SOAP has a messaging architecture that centers on the different uses envisioned for the SOAP header and the SOAP body. At the base level of this architecture is the SOAP message, a one-way transmission from a sender to a receiver. The fundamental message exchange pattern (MEP) is thus one-way. SOAP-based applications such as web services are free to establish conversational patterns that combine one-way messaging in richer ways, for example, in the familiar request/response pattern that involves two one-way messages in the opposite direction. Even request/response and solicit/response are brief conversational patterns but these, too, can be combined to construct even richer patterns. There is no limit to how complex a SOAP conversational pattern may become.
A SOAP message has a sender and targets a receiver, but the SOAP messaging architecture allows for intermediaries, which are nonterminal recipients along the route from the sender to the ultimate receiver. The sender, the receiver, and the intermediaries are alike in being nodes along the path from the sender to the receiver. Figure 5-1 depicts this architecture with a sender, a receiver, and two intermediaries.
Along the route from sender to receiver, an intermediary node is supposed to inspect and otherwise process elements in the SOAP message’s header, known as header blocks; the SOAP message’s body, which contains the data, is supposed to be reserved for the receiver alone. By contrast, the sender and the receiver are meant to enjoy access to the entire SOAP message, including the body. The SOAP specification does not prescribe how an intermediary node is to process a header block, as this is an application-specific rather than a SOAP requirement. Consider, for example, an application in which a sender inserts a security credential into the SOAP message’s header. An intermediary node might access this credential in order to verify it: if the verification succeeds, the intermediary node might add a verification block to the SOAP message’s header and then send the message on its way; if the verification fails, the intermediary node might throw a SOAP fault, thereby terminating the message. The intermediaries thus can function as filters that screen out messages that should not make their way to the terminal receiver.
In summary, the header/body distinction plays a key role in SOAP’s message architecture, and JAX-WS has an API that supports this architecture. This chapter focuses on the JAX-WS handler API, which gives the nodes in the SOAP messaging architecture low-level access to the entire SOAP message: header, body, and attachments. The chapter also covers SOAP faults and SOAP attachments.

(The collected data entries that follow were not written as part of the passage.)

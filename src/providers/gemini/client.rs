use super::types::{ApiErrorResponse, GenerateContentRequest, GenerateContentResponse};
use crate::provider::TextProvider;
use crate::Error;
use reqwest::Client;
use std::time::Duration;

const DEFAULT_BASE_URL: &str = "https://generativelanguage.googleapis.com";

// Bounds every outbound call; expiry surfaces as an upstream failure.
const REQUEST_TIMEOUT: Duration = Duration::from_secs(30);

/// Google Gemini provider implementation.
pub struct GeminiProvider {
    client: Client,
    api_key: String,
    model: String,
    base_url: String,
}

impl GeminiProvider {
    /// Create a new Gemini provider.
    pub fn new(api_key: String, model: String) -> Result<Self, Error> {
        Self::new_with_base_url(api_key, model, DEFAULT_BASE_URL.to_string())
    }

    /// Create a new Gemini provider with a custom base URL.
    pub fn new_with_base_url(
        api_key: String,
        model: String,
        base_url: String,
    ) -> Result<Self, Error> {
        let client = Client::builder()
            .timeout(REQUEST_TIMEOUT)
            .build()
            .map_err(|err| Error::config(format!("failed to build HTTP client: {err}")))?;

        Ok(Self {
            client,
            api_key,
            model,
            base_url,
        })
    }

    fn endpoint(&self) -> String {
        format!(
            "{}/v1beta/models/{}:generateContent",
            self.base_url, self.model
        )
    }
}

#[async_trait::async_trait]
impl TextProvider for GeminiProvider {
    async fn generate_content(&self, prompt: &str) -> Result<String, Error> {
        let request = GenerateContentRequest::from_prompt(prompt);

        let response = self
            .client
            .post(self.endpoint())
            .header("x-goog-api-key", &self.api_key)
            .json(&request)
            .send()
            .await?;

        if !response.status().is_success() {
            let body = response.text().await?;
            // The API wraps errors in {"error":{"message":...}}; fall back to
            // the raw body when the envelope is missing.
            let message = serde_json::from_str::<ApiErrorResponse>(&body)
                .map(|envelope| envelope.error.message)
                .unwrap_or(body);
            return Err(Error::upstream(message));
        }

        let body: GenerateContentResponse = response
            .json()
            .await
            .map_err(|err| Error::upstream(format!("malformed provider response: {err}")))?;

        match body.text() {
            Some(text) => Ok(text),
            None => {
                // No candidates usually means the prompt was blocked.
                let message = body
                    .prompt_feedback
                    .and_then(|feedback| feedback.block_reason)
                    .map(|reason| format!("prompt blocked by provider: {reason}"))
                    .unwrap_or_else(|| "provider returned no content".to_string());
                Err(Error::upstream(message))
            }
        }
    }
}
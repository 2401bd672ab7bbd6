//! A minimal HTTP relay in front of a generative-text provider.
//!
//! The service exposes a single `POST /generate` endpoint that forwards a
//! text prompt, unmodified, to Google Gemini's `generateContent` API and
//! returns the generated text (or an error) to the caller. Each request is
//! an independent, stateless round trip.

pub mod config;
pub mod error;
pub mod provider;
pub mod providers;
pub mod relay;
pub mod server;

// Re-export core types for easy usage
pub use config::Config;
pub use error::Error;
pub use provider::TextProvider;
pub use providers::GeminiProvider;
pub use relay::PromptRelay;
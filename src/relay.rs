use crate::provider::TextProvider;
use crate::Error;
use std::sync::Arc;

/// The prompt relay: validates the prompt and delegates to the provider.
///
/// Each call is an independent request/response cycle with exactly two
/// outcomes; no state is carried between calls.
#[derive(Clone)]
pub struct PromptRelay {
    provider: Arc<dyn TextProvider>,
}

impl PromptRelay {
    pub fn new(provider: Arc<dyn TextProvider>) -> Self {
        Self { provider }
    }

    /// Forward a prompt to the provider and return the generated text.
    ///
    /// A missing, empty, or whitespace-only prompt fails with `InvalidInput`
    /// before any outbound call is made.
    pub async fn generate(&self, prompt: Option<&str>) -> Result<String, Error> {
        let prompt = match prompt {
            Some(prompt) if !prompt.trim().is_empty() => prompt,
            _ => return Err(Error::invalid_input("No prompt provided")),
        };

        self.provider.generate_content(prompt).await
    }
}
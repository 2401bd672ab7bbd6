use crate::relay::PromptRelay;
use crate::Error;
use axum::{
    extract::{rejection::JsonRejection, State},
    http::StatusCode,
    response::{Html, IntoResponse, Response},
    routing::{get, post},
    Json, Router,
};
use serde::{Deserialize, Serialize};
use serde_json::json;

/// Request body for `POST /generate`.
///
/// `prompt` is optional at the wire level so that a missing field is reported
/// as invalid input rather than a deserialization rejection.
#[derive(Debug, Deserialize)]
pub struct GenerateRequest {
    pub prompt: Option<String>,
}

/// Success body for `POST /generate`.
#[derive(Debug, Serialize)]
pub struct GenerateResponse {
    pub text: String,
}

impl IntoResponse for Error {
    fn into_response(self) -> Response {
        let status = match self {
            Error::InvalidInput(_) => StatusCode::BAD_REQUEST,
            Error::Upstream(_) | Error::Config(_) => StatusCode::INTERNAL_SERVER_ERROR,
        };
        (status, Json(json!({ "error": self.message() }))).into_response()
    }
}

/// Build the application router.
pub fn router(relay: PromptRelay) -> Router {
    Router::new()
        .route("/", get(index))
        .route("/healthz", get(healthz))
        .route("/generate", post(generate))
        .with_state(relay)
}

async fn index() -> Html<&'static str> {
    Html(include_str!("../static/index.html"))
}

async fn healthz() -> Json<serde_json::Value> {
    Json(json!({ "status": "ok" }))
}

async fn generate(
    State(relay): State<PromptRelay>,
    payload: Result<Json<GenerateRequest>, JsonRejection>,
) -> Result<Json<GenerateResponse>, Error> {
    let Json(request) = payload.map_err(|rejection| {
        Error::invalid_input(format!("invalid request body: {}", rejection.body_text()))
    })?;

    match relay.generate(request.prompt.as_deref()).await {
        Ok(text) => Ok(Json(GenerateResponse { text })),
        Err(err) => {
            tracing::error!(error = %err, "prompt generation failed");
            Err(err)
        }
    }
}
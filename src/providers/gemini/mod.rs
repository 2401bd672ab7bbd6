pub mod client;
pub mod types;

pub use client::GeminiProvider;
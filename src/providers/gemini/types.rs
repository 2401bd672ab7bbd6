use serde::{Deserialize, Serialize};

/// Request body for the `generateContent` endpoint.
#[derive(Debug, Clone, Serialize)]
pub struct GenerateContentRequest {
    pub contents: Vec<Content>,
}

impl GenerateContentRequest {
    /// Build a single-turn request from one user prompt.
    pub fn from_prompt(prompt: &str) -> Self {
        Self {
            contents: vec![Content {
                parts: vec![Part {
                    text: prompt.to_string(),
                }],
            }],
        }
    }
}

#[derive(Debug, Clone, Serialize, Deserialize)]
pub struct Content {
    pub parts: Vec<Part>,
}

#[derive(Debug, Clone, Serialize, Deserialize)]
pub struct Part {
    pub text: String,
}

/// Response body for the `generateContent` endpoint.
#[derive(Debug, Deserialize)]
pub struct GenerateContentResponse {
    #[serde(default)]
    pub candidates: Vec<Candidate>,
    #[serde(rename = "promptFeedback")]
    pub prompt_feedback: Option<PromptFeedback>,
}

impl GenerateContentResponse {
    /// Text of the first candidate, with all parts concatenated.
    pub fn text(&self) -> Option<String> {
        let content = self.candidates.first()?.content.as_ref()?;
        let text: String = content.parts.iter().map(|part| part.text.as_str()).collect();
        Some(text)
    }
}

#[derive(Debug, Deserialize)]
pub struct Candidate {
    pub content: Option<Content>,
    #[serde(rename = "finishReason")]
    pub finish_reason: Option<String>,
}

#[derive(Debug, Deserialize)]
pub struct PromptFeedback {
    #[serde(rename = "blockReason")]
    pub block_reason: Option<String>,
}

/// Error envelope returned by the API on non-success statuses.
#[derive(Debug, Deserialize)]
pub struct ApiErrorResponse {
    pub error: ApiError,
}

#[derive(Debug, Deserialize)]
pub struct ApiError {
    pub message: String,
}

#[cfg(test)]
mod tests {
    use super::*;

    #[test]
    fn text_concatenates_parts_of_first_candidate() {
        let response: GenerateContentResponse = serde_json::from_str(
            r#"{
                "candidates": [{
                    "content": {
                        "parts": [{ "text": "Hello, " }, { "text": "world" }],
                        "role": "model"
                    },
                    "finishReason": "STOP"
                }]
            }"#,
        )
        .unwrap();

        assert_eq!(response.text(), Some("Hello, world".to_string()));
    }

    #[test]
    fn text_is_none_without_candidates() {
        let response: GenerateContentResponse = serde_json::from_str(
            r#"{ "promptFeedback": { "blockReason": "SAFETY" } }"#,
        )
        .unwrap();

        assert_eq!(response.text(), None);
        assert_eq!(
            response.prompt_feedback.unwrap().block_reason.as_deref(),
            Some("SAFETY")
        );
    }
}
//! Domain error types.

use super::frame::ObservationShape;

/// Top-level error type for candlegym.
#[derive(Debug, thiserror::Error)]
pub enum GymError {
    #[error("config parse error in {file}: {reason}")]
    ConfigParse { file: String, reason: String },

    #[error("missing config key [{section}] {key}")]
    ConfigMissing { section: String, key: String },

    #[error("invalid config value [{section}] {key}: {reason}")]
    ConfigInvalid {
        section: String,
        key: String,
        reason: String,
    },

    #[error("observation shape mismatch: policy expects {expected}, environment produces {actual}")]
    ShapeMismatch {
        expected: ObservationShape,
        actual: ObservationShape,
    },

    #[error("invalid market data: {reason}")]
    InvalidData { reason: String },

    #[error("insufficient data: have {rows} rows, need {minimum}")]
    InsufficientData { rows: usize, minimum: usize },

    #[error("dataset error: {reason}")]
    Dataset { reason: String },

    #[error("wallet error: {reason}")]
    Wallet { reason: String },

    #[error(transparent)]
    Io(#[from] std::io::Error),

    #[error(transparent)]
    Json(#[from] serde_json::Error),
}

impl GymError {
    pub(crate) fn invalid(section: &str, key: &str, reason: impl Into<String>) -> Self {
        GymError::ConfigInvalid {
            section: section.to_string(),
            key: key.to_string(),
            reason: reason.into(),
        }
    }
}

impl From<&GymError> for std::process::ExitCode {
    fn from(err: &GymError) -> Self {
        let code: u8 = match err {
            GymError::Io(_) => 1,
            GymError::ConfigParse { .. }
            | GymError::ConfigMissing { .. }
            | GymError::ConfigInvalid { .. } => 2,
            GymError::ShapeMismatch { .. }
            | GymError::InvalidData { .. }
            | GymError::InsufficientData { .. } => 3,
            GymError::Dataset { .. } => 4,
            GymError::Wallet { .. } | GymError::Json(_) => 5,
        };
        std::process::ExitCode::from(code)
    }
}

Chapter 4 introduced but did not clarify handlers. In the SOAP-based API for Amazon’s E-Commerce service, a handler is used in order to insert critical information into a SOAP request: an HMAC hash value generated from the user’s secretKey and a properly formatted timestamp. Although such information counts as metadata, Amazon requires that it be inserted into a SOAP request’s body, in particular as two children of the wrapper element, which names the operation (for instance, lookup or search) that the request targets. If the information is not inserted into the request body, then Amazon generates a SOAP fault—an error message sent back to the client in place of a normal response. Figure 5-2 depicts this situation.
SOAP faults can be generated in two different contexts: from within the service code itself or from within a handler. Examples of both are presented in this chapter.